For the Pistols it had been slightly different. McLaren had decided that a boat trip up and down the Thames with the Pistols playing would be great publicity. His basic philosophy was that any publicity was good publicity. And Rotten was not happy for the very reason that it was publicity not performance. And as it was with the Pistols, when they played with their anger showing, they let rip. Meanwhile the man was watching over his shoulder, taking an equal and opposite stance.
Back then being a punk was asking for trouble. Like being a football supporter. If you go to the wrong place you get attacked. It’s a challenge. Wear your punk on your sleeve.
And of course, playing loud music on the Thames is wearing your punk on your sleeve. So the police decide to stop them playing. And just like football hooligans they egg each other on and then rumble.
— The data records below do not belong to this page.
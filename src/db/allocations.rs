//! Durable Period → available-hours map (`monthly_allocations`).
//!
//! The store borrows a `Connection`, which may be a plain connection or an
//! open transaction; atomicity across several calls is the caller's job.

use crate::errors::{AppError, AppResult};
use crate::models::allocation::Allocation;
use crate::models::period::Period;
use chrono::Local;
use rusqlite::{Connection, OptionalExtension, params};

pub struct AllocationStore<'c> {
    conn: &'c Connection,
}

impl<'c> AllocationStore<'c> {
    pub fn new(conn: &'c Connection) -> Self {
        Self { conn }
    }

    /// Available hours for `period`; 0 when the period was never set.
    pub fn get(&self, period: Period) -> AppResult<f64> {
        let hours: Option<f64> = self
            .conn
            .prepare_cached(
                "SELECT available_hours FROM monthly_allocations
                 WHERE year = ?1 AND month = ?2",
            )?
            .query_row(params![period.year(), period.month()], |row| row.get(0))
            .optional()?;

        Ok(hours.unwrap_or(0.0))
    }

    /// Insert or overwrite the budget of `period`. Idempotent.
    pub fn set(&self, period: Period, hours: f64) -> AppResult<()> {
        validate_available_hours(hours)?;

        self.conn
            .prepare_cached(
                "INSERT INTO monthly_allocations (year, month, available_hours, updated_at)
                 VALUES (?1, ?2, ?3, ?4)
                 ON CONFLICT(year, month) DO UPDATE SET
                     available_hours = excluded.available_hours,
                     updated_at      = excluded.updated_at",
            )?
            .execute(params![
                period.year(),
                period.month(),
                hours,
                Local::now().to_rfc3339()
            ])?;

        Ok(())
    }

    /// Every stored allocation (ordered by period, though callers must not rely on it).
    pub fn list_all(&self) -> AppResult<Vec<Allocation>> {
        let mut stmt = self.conn.prepare_cached(
            "SELECT year, month, available_hours FROM monthly_allocations
             ORDER BY year ASC, month ASC",
        )?;

        let rows = stmt.query_map([], |row| {
            Ok((
                row.get::<_, i32>(0)?,
                row.get::<_, u32>(1)?,
                row.get::<_, f64>(2)?,
            ))
        })?;

        let mut out = Vec::new();
        for r in rows {
            let (year, month, available_hours) = r?;
            out.push(Allocation {
                period: Period::new(year, month)?,
                available_hours,
            });
        }
        Ok(out)
    }
}

/// A storable balance: finite and not negative.
pub fn validate_available_hours(hours: f64) -> AppResult<()> {
    if !hours.is_finite() || hours < 0.0 {
        return Err(AppError::InvalidAmount(format!(
            "{hours} (available hours must be a finite number >= 0)"
        )));
    }
    Ok(())
}

#[cfg(test)]
mod tests {
    use super::*;
    use crate::db::pool::DbPool;

    fn p(y: i32, m: u32) -> Period {
        Period::new(y, m).unwrap()
    }

    #[test]
    fn unset_period_reads_zero() {
        let pool = DbPool::in_memory().unwrap();
        let store = AllocationStore::new(&pool.conn);
        assert_eq!(store.get(p(2025, 3)).unwrap(), 0.0);
    }

    #[test]
    fn set_then_get_returns_value() {
        let pool = DbPool::in_memory().unwrap();
        let store = AllocationStore::new(&pool.conn);

        store.set(p(2025, 1), 40.0).unwrap();
        assert_eq!(store.get(p(2025, 1)).unwrap(), 40.0);

        store.set(p(2025, 1), 12.5).unwrap();
        assert_eq!(store.get(p(2025, 1)).unwrap(), 12.5);
    }

    #[test]
    fn set_is_idempotent_and_keeps_one_row() {
        let pool = DbPool::in_memory().unwrap();
        let store = AllocationStore::new(&pool.conn);

        store.set(p(2025, 6), 8.0).unwrap();
        store.set(p(2025, 6), 8.0).unwrap();

        let all = store.list_all().unwrap();
        assert_eq!(all.len(), 1);
        assert_eq!(all[0].period, p(2025, 6));
        assert_eq!(all[0].available_hours, 8.0);
    }

    #[test]
    fn rejects_negative_and_non_finite() {
        let pool = DbPool::in_memory().unwrap();
        let store = AllocationStore::new(&pool.conn);
        store.set(p(2025, 2), 5.0).unwrap();

        for bad in [-0.5, f64::NAN, f64::INFINITY, f64::NEG_INFINITY] {
            assert!(matches!(
                store.set(p(2025, 2), bad),
                Err(AppError::InvalidAmount(_))
            ));
        }
        assert_eq!(store.get(p(2025, 2)).unwrap(), 5.0);

        // zero is a valid budget
        store.set(p(2025, 2), 0.0).unwrap();
        assert_eq!(store.get(p(2025, 2)).unwrap(), 0.0);
    }

    #[test]
    fn list_all_covers_every_period() {
        let pool = DbPool::in_memory().unwrap();
        let store = AllocationStore::new(&pool.conn);
        store.set(p(2025, 2), 1.0).unwrap();
        store.set(p(2024, 11), 2.0).unwrap();
        store.set(p(2025, 1), 3.0).unwrap();

        let periods: Vec<Period> = store.list_all().unwrap().iter().map(|a| a.period).collect();
        assert_eq!(periods, vec![p(2024, 11), p(2025, 1), p(2025, 2)]);
    }
}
And then a couple of weeks later, God Save the Queen got to number one, which was important in those days, and which did actually happen despite what the press said at the time. Then, when that happened, the Pistols started to get rumbled every day. John got seriously knifed outside the pub, Paul was attacked on the Goldhawk Road, John was ambushed again at Dingwalls. It just kept on. And me and Bernie got into an argument because I said they shouldn’t have been pushing all that thuggery to begin with and I said that it was karma. Bernie was saying, no it wasn’t, it was McLaren who’d done the pushing and that the band were just pawns. And Barleycorn sided with me, but said it wasn’t karma, just cause and effect. He even said that if you play with fire you’re gonna get burned, so I told him I didn’t see the need to go bringing old Stones B sides into the argument. And Bernie pointed out that karma and cause and effect are one and the same. So like all student arguments, you don’t ever resolve anything, just move on from one hobby horse to the next, and I could have told you before we started that Barleycorn would take the black and white scientific view, Bernie would side with the Pistols, and we would solve nothing.
All of which brings me back to karma. I was thinking about Annie, how much she put into my life, and wondering what she got out of it. And looking at her laying on that gentle green lawn, her skin catching the dappled shadows from a branch full of leaves that swayed over us in the breeze, her face calm as she soaked up the complete beauty of that weekend, I knew she couldn’t do anything else. She lived to spread joy. She’d come back around this time to lighten up my life. What she got out of it was knowing that someone somewhere loved her. Hey, maybe she’ll read this in one of her next lives. Maybe she’s living her next one now, maybe she’s come back around to lighten up some other lives. Whatever, she’ll read this and she’ll know someone somewhere loved her. I did.